--- WORK INSTRUCTIONS ---
Should the word "unknown" occur in a line of the records, copy that line.

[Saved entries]
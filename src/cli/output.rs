//! Output formatting for CLI commands.

use serde::{Deserialize, Serialize};

use crate::cli::args::{OutputFormat, RankwellArgs};
use crate::error::Result;
use crate::expansion::Expansion;
use crate::scoring::{ScoreExplain, ScoreOutcome};

/// Result structure for scoring.
#[derive(Debug, Serialize, Deserialize)]
pub struct ScoreReport {
    pub scorer: String,
    pub documents: Vec<DocumentScore>,
}

/// Score of one input document.
#[derive(Debug, Serialize, Deserialize)]
pub struct DocumentScore {
    pub id: String,
    #[serde(flatten)]
    pub outcome: ScoreOutcome,
    #[serde(skip_serializing_if = "Option::is_none")]
    pub explain: Option<ScoreExplain>,
}

/// Result structure for expansion.
#[derive(Debug, Serialize, Deserialize)]
pub struct ExpansionReport {
    pub expander: String,
    pub tokens: Vec<TokenExpansion>,
}

/// Expansions of one input token.
#[derive(Debug, Serialize, Deserialize)]
pub struct TokenExpansion {
    pub token: String,
    pub expansions: Vec<Expansion>,
}

/// Registered extension names.
#[derive(Debug, Serialize, Deserialize)]
pub struct ExtensionList {
    pub scorers: Vec<String>,
    pub expanders: Vec<String>,
}

/// Results that know how to print themselves for humans.
pub trait HumanOutput {
    /// Print the result in human-readable form.
    fn print_human(&self);
}

impl HumanOutput for ScoreReport {
    fn print_human(&self) {
        println!("Scores ({}):", self.scorer);
        println!("═══════════════");

        for doc in &self.documents {
            match doc.outcome {
                ScoreOutcome::Included(score) => println!("{}: {score:.6}", doc.id),
                ScoreOutcome::Excluded => println!("{}: excluded", doc.id),
            }
            if let Some(explain) = &doc.explain {
                for line in explain.render().lines() {
                    println!("    {line}");
                }
            }
        }
    }
}

impl HumanOutput for ExpansionReport {
    fn print_human(&self) {
        println!("Expansions ({}):", self.expander);
        println!("═══════════════");

        for token in &self.tokens {
            println!();
            println!("{}:", token.token);
            if token.expansions.is_empty() {
                println!("  (none)");
            }
            for expansion in &token.expansions {
                match expansion {
                    Expansion::Token { text, .. } => println!("  {text}"),
                    Expansion::Phrase { tokens, .. } => println!("  \"{}\"", tokens.join(" ")),
                }
            }
        }
    }
}

impl HumanOutput for ExtensionList {
    fn print_human(&self) {
        println!("Scorers:");
        println!("────────");
        for name in &self.scorers {
            println!("  {name}");
        }
        println!();
        println!("Expanders:");
        println!("──────────");
        for name in &self.expanders {
            println!("  {name}");
        }
    }
}

/// Output a result in the specified format.
pub fn output_result<T>(message: &str, result: &T, args: &RankwellArgs) -> Result<()>
where
    T: Serialize + HumanOutput,
{
    match args.output_format {
        OutputFormat::Human => {
            if args.verbosity() > 1 {
                println!("{message}");
                println!();
            }
            result.print_human();
            Ok(())
        }
        OutputFormat::Json => output_json(result, args),
    }
}

/// Output in JSON format.
fn output_json<T: Serialize>(result: &T, args: &RankwellArgs) -> Result<()> {
    let json = if args.pretty {
        serde_json::to_string_pretty(result)?
    } else {
        serde_json::to_string(result)?
    };
    println!("{json}");
    Ok(())
}
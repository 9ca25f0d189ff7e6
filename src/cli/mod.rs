//! Command Line Interface for Rankwell.

pub mod args;
pub mod commands;
pub mod output;

// Re-export commonly used types
pub use args::*;
pub use commands::*;
pub use output::*;
//! BM25 scoring.
//!
//! <https://en.wikipedia.org/wiki/Okapi_BM25>
//!
//! Term leaves score `idf * f / (f + k1 * (1 - b + b * avg_doc_len))` with the
//! fixed parameters `k1 = 1.2` and `b = 0.5`. Virtual leaves use their weight
//! in place of the IDF. The tree value is multiplied by the document score and
//! divided by the slop.

use log::trace;

use crate::scoring::context::{DocumentMetadata, IndexStats, ScoringContext};
use crate::scoring::explain::{ScoreExplain, Scored};
use crate::scoring::result::ResultNode;
use crate::scoring::scorer::{BM25_SCORER_NAME, ScoreResult, Scorer, fold_children};

/// Term frequency saturation. Kept in single precision so scores stay
/// bit-compatible with existing indexes.
pub const BM25_K1: f32 = 1.2;

/// Document length normalization, single precision like [`BM25_K1`].
pub const BM25_B: f32 = 0.5;

/// The frequency-independent half of the BM25 denominator.
fn length_norm(stats: &IndexStats) -> f64 {
    let b = f64::from(BM25_B);
    f64::from(BM25_K1) * (1.0 - b + b * stats.avg_doc_len)
}

/// BM25 value of a result subtree.
pub fn raw_bm25(node: &ResultNode, stats: &IndexStats, explain: bool) -> Scored {
    match node {
        ResultNode::Term(term) => {
            let idf = term.idf();
            let f = f64::from(term.freq);
            let score = idf * f / (f + length_norm(stats));
            Scored::new(score, explain, || {
                format!(
                    "({:.2} = IDF {:.2} * F {} / (F {} + k1 1.2 * (1 - b 0.5 + b 0.5 * Average Len {:.2})))",
                    score, idf, term.freq, term.freq, stats.avg_doc_len
                )
            })
        }
        ResultNode::Virtual(v) => {
            if v.freq == 0 {
                return Scored::new(0.0, explain, || "Frequency 0 -> value 0".to_string());
            }
            // no idf for virtual results: the weight stands in for it
            let f = f64::from(v.freq);
            let score = v.weight * f / (f + length_norm(stats));
            Scored::new(score, explain, || {
                format!(
                    "({:.2} = Weight {:.2} * F {} / (F {} + k1 1.2 * (1 - b 0.5 + b 0.5 * Average Len {:.2})))",
                    score, v.weight, v.freq, v.freq, stats.avg_doc_len
                )
            })
        }
        ResultNode::Aggregate(agg) => {
            let (children, explains) =
                fold_children(agg, explain, |c| raw_bm25(c, stats, explain));
            Scored {
                value: agg.weight * children,
                explain: explain.then(|| {
                    ScoreExplain::with_children(
                        format!("(Weight {:.2} * children BM25 {:.2})", agg.weight, children),
                        explains,
                    )
                }),
            }
        }
    }
}

/// BM25 scorer.
#[derive(Debug, Clone, Copy, Default, PartialEq, Eq)]
pub struct Bm25Scorer;

impl Bm25Scorer {
    /// Create a new BM25 scorer.
    pub fn new() -> Self {
        Bm25Scorer
    }
}

impl Scorer for Bm25Scorer {
    fn score(
        &self,
        ctx: &ScoringContext,
        result: &ResultNode,
        dmd: &DocumentMetadata,
        min_score: f64,
    ) -> ScoreResult {
        let explain = ctx.explain();
        let raw = raw_bm25(result, ctx.index_stats(), explain);
        let score = dmd.score * raw.value;

        // no need to factor the distance if the score is already below minimal score
        if score < min_score {
            trace!("bm25 {score} pruned below minimum score {min_score}");
            return ScoreResult::included(
                0.0,
                explain.then(|| {
                    ScoreExplain::wrap(
                        format!(
                            "BM25 score of {:.2} is smaller than minimum score {:.2}",
                            score, min_score
                        ),
                        raw.explain,
                    )
                }),
            );
        }

        let slop = result.min_offset_delta().max(1);
        let score = score / f64::from(slop);

        ScoreResult::included(
            score,
            explain.then(|| {
                ScoreExplain::wrap(
                    format!(
                        "Final BM25 : words BM25 {:.2} * document score {:.2} / slop {}",
                        raw.value, dmd.score, slop
                    ),
                    raw.explain,
                )
            }),
        )
    }

    fn name(&self) -> &str {
        BM25_SCORER_NAME
    }
}
//! Name-to-implementation registry of scorers and expanders.
//!
//! The registry is filled once at startup and only read afterwards; wrap it
//! in an `Arc` to share it between query threads. Registered implementations
//! own their private data, which is released when the registry is dropped.
//!
//! # Examples
//!
//! ```
//! use rankwell::extension::ExtensionRegistry;
//! use rankwell::scoring::DocScoreScorer;
//!
//! let mut registry = ExtensionRegistry::with_defaults();
//! assert!(registry.scorer("BM25").is_some());
//!
//! // names are bound once
//! assert!(registry.register_scorer("DOCSCORE", DocScoreScorer::new()).is_err());
//! ```

use std::sync::Arc;

use ahash::AHashMap;
use log::debug;

use crate::error::{RankwellError, Result};
use crate::expansion::{
    DEFAULT_EXPANDER_NAME, DefaultExpander, PHONETIC_EXPANDER_NAME, PhoneticExpander,
    QueryExpander, STEMMER_EXPANDER_NAME, SYNONYMS_EXPANDER_NAME, StemmerExpander,
    SynonymExpander,
};
use crate::scoring::scorer::{
    BM25_SCORER_NAME, DEFAULT_SCORER_NAME, DISMAX_SCORER_NAME, DOCSCORE_SCORER_NAME,
    HAMMING_SCORER_NAME, TFIDF_DOCNORM_SCORER_NAME,
};
use crate::scoring::{
    Bm25Scorer, DisMaxScorer, DocScoreScorer, HammingScorer, Scorer, TfIdfScorer,
};

/// Registered scorers and expanders.
#[derive(Debug, Default)]
pub struct ExtensionRegistry {
    scorers: AHashMap<String, Arc<dyn Scorer>>,
    expanders: AHashMap<String, Arc<dyn QueryExpander>>,
}

impl ExtensionRegistry {
    /// Create an empty registry.
    pub fn new() -> Self {
        Self::default()
    }

    /// Create a registry holding every built-in scorer and expander.
    pub fn with_defaults() -> Self {
        let mut registry = Self::new();

        // Built-in names are distinct, so these inserts never conflict
        registry.bind_scorer(DEFAULT_SCORER_NAME, Arc::new(TfIdfScorer::max_freq()));
        registry.bind_scorer(TFIDF_DOCNORM_SCORER_NAME, Arc::new(TfIdfScorer::doc_len()));
        registry.bind_scorer(BM25_SCORER_NAME, Arc::new(Bm25Scorer::new()));
        registry.bind_scorer(DISMAX_SCORER_NAME, Arc::new(DisMaxScorer::new()));
        registry.bind_scorer(DOCSCORE_SCORER_NAME, Arc::new(DocScoreScorer::new()));
        registry.bind_scorer(HAMMING_SCORER_NAME, Arc::new(HammingScorer::new()));

        registry.bind_expander(STEMMER_EXPANDER_NAME, Arc::new(StemmerExpander::new()));
        registry.bind_expander(SYNONYMS_EXPANDER_NAME, Arc::new(SynonymExpander::new()));
        registry.bind_expander(PHONETIC_EXPANDER_NAME, Arc::new(PhoneticExpander::new()));
        registry.bind_expander(DEFAULT_EXPANDER_NAME, Arc::new(DefaultExpander::new()));

        registry
    }

    /// Bind a scorer to `name`.
    ///
    /// Fails if the name is taken; the existing binding is kept.
    pub fn register_scorer<S, T>(&mut self, name: S, scorer: T) -> Result<()>
    where
        S: Into<String>,
        T: Scorer + 'static,
    {
        let name = name.into();
        if self.scorers.contains_key(&name) {
            return Err(RankwellError::extension(format!(
                "scorer '{name}' is already registered"
            )));
        }
        self.bind_scorer(name, Arc::new(scorer));
        Ok(())
    }

    /// Bind an expander to `name`.
    ///
    /// Fails if the name is taken; the existing binding is kept.
    pub fn register_expander<S, T>(&mut self, name: S, expander: T) -> Result<()>
    where
        S: Into<String>,
        T: QueryExpander + 'static,
    {
        let name = name.into();
        if self.expanders.contains_key(&name) {
            return Err(RankwellError::extension(format!(
                "expander '{name}' is already registered"
            )));
        }
        self.bind_expander(name, Arc::new(expander));
        Ok(())
    }

    fn bind_scorer<S: Into<String>>(&mut self, name: S, scorer: Arc<dyn Scorer>) {
        let name = name.into();
        debug!("registered scorer '{name}'");
        self.scorers.insert(name, scorer);
    }

    fn bind_expander<S: Into<String>>(&mut self, name: S, expander: Arc<dyn QueryExpander>) {
        let name = name.into();
        debug!("registered expander '{name}'");
        self.expanders.insert(name, expander);
    }

    /// The scorer bound to `name`, matched exactly.
    pub fn scorer(&self, name: &str) -> Option<Arc<dyn Scorer>> {
        self.scorers.get(name).cloned()
    }

    /// The expander bound to `name`, matched exactly.
    pub fn expander(&self, name: &str) -> Option<Arc<dyn QueryExpander>> {
        self.expanders.get(name).cloned()
    }

    /// Like [`scorer`](Self::scorer), failing on unknown names.
    pub fn require_scorer(&self, name: &str) -> Result<Arc<dyn Scorer>> {
        self.scorer(name)
            .ok_or_else(|| RankwellError::extension(format!("unknown scorer '{name}'")))
    }

    /// Like [`expander`](Self::expander), failing on unknown names.
    pub fn require_expander(&self, name: &str) -> Result<Arc<dyn QueryExpander>> {
        self.expander(name)
            .ok_or_else(|| RankwellError::extension(format!("unknown expander '{name}'")))
    }

    /// Names of the registered scorers, sorted.
    pub fn scorer_names(&self) -> Vec<&str> {
        let mut names: Vec<&str> = self.scorers.keys().map(String::as_str).collect();
        names.sort_unstable();
        names
    }

    /// Names of the registered expanders, sorted.
    pub fn expander_names(&self) -> Vec<&str> {
        let mut names: Vec<&str> = self.expanders.keys().map(String::as_str).collect();
        names.sort_unstable();
        names
    }
}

--- ANSWER AREA ---
    /// Like [`scorer`](Self::scorer), failing on unknown names.
            .ok_or_else(|| RankwellError::extension(format!("unknown scorer '{name}'")))
    /// Like [`expander`](Self::expander), failing on unknown names.
            .ok_or_else(|| RankwellError::extension(format!("unknown expander '{name}'")))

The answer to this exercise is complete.